This past summer was a complete blur and the ultimate lesson in patience, perseverance, and the importance of timing. I only just last night realized that I haven't written anything here since February and so many important things have happened. I'll nutshell it. School for me wrapped up in May...the last of my pre requisites, with the exception of physics (more on that later, as I am in my own personal conceptual physics hell right now). Summer kicked into gear for Miles and Sam in June...we packed in a ton including Sam's first, day camp experience (a roaring success), M traveled with his dad, stepmom and little brother and sister...so lots of beach time, sea kayaking, his first time surfing and as much parkour as possible...the kid amazes me. On top of that we celebrated birthday month (July) with 8, 16, and 40 trips around the sun, respectively. It was a big summer...and now here we all in the midst of fall.

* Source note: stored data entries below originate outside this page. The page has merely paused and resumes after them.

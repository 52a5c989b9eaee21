// Crate root library declaration and module exports.
pub mod cli;
pub mod config;
pub mod context;
pub mod error;
pub mod journal;
pub mod model;
pub mod paths;
pub mod storage;
pub mod tasks;
// File: src/model/input.rs
use serde::{Deserialize, Serialize};
use std::collections::BTreeSet;

/// A resolved quick-input request.
///
/// `offset` is `None` when the text held no leading date expression, `memo`
/// is `None` when nothing but a date (and flags) was entered.
#[derive(Debug, Clone, PartialEq, Eq, Default, Serialize, Deserialize)]
pub struct Input {
    pub offset: Option<i64>,
    pub memo: Option<String>,
    pub flags: BTreeSet<String>,
}

impl Input {
    pub fn has_offset(&self) -> bool {
        self.offset.is_some()
    }

    pub fn has_memo(&self) -> bool {
        self.memo.as_deref().is_some_and(|m| !m.trim().is_empty())
    }

    pub fn has_flags(&self) -> bool {
        !self.flags.is_empty()
    }

    pub fn has_flag(&self, name: &str) -> bool {
        self.flags.iter().any(|f| f.eq_ignore_ascii_case(name))
    }

    /// Day the request targets; memos without a date go to today.
    pub fn target_offset(&self) -> i64 {
        self.offset.unwrap_or(0)
    }
}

School has begun for all three of us, Evan is our rock working diligently and providing truckloads of support and encouragement. Sam couldn't love school more...he is still the happiest kid I know and he is enhancing his school experience by joining the chorus. I can't think of one day when our little songbird hasn't walked through our house singing. I love seeing him stretch his wings and finding joy in the things that he loves. Junior year of high school is a grind and I can't say that M is finding any joy in it...other than when he's in his art or photography class. But I do see him making time for the things that he loves the most...film, open gym time for parkour practice, his friends and really, just being a kid. It's all fleeting and it makes me happy to see that he's living in the moment and enjoying 16.

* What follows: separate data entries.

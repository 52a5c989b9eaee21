// File: ./src/model/mod.rs
pub mod dates;
pub mod input;
pub mod parser;

pub use dates::{Direction, WeekdayExpression};
pub use input::Input;
pub use parser::{InputParser, ResolvedOffset};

And me...I made it. I am finally immersed in my program of study...my future, and all that I can say is that it feels like coming home. I loved the nursing program that I was in, some twenty plus years ago. I was good at it...it felt like where I should be. I would have been a really good nurse. And now I will strive to become a really good PTA. Healthcare is where I should be and I feel my heart, mind...and I'll go as far as the universe, confirming that for me in these past couple of years. More so in these past few months though. It's a brave new world and despite a handful of meltdowns last week, I am embracing the challenges one by one. Aside from my school schedule, every day is different. I am sitting by myself, at Panera, midday while I write this and that makes me feel giddy. I love the change. Even when it's scary, I know that I am grounded, loved, supported and capable of pulling this off. I am empowered.
Entrenched and happy.
The very best year for a fresh start, in my humble opinion.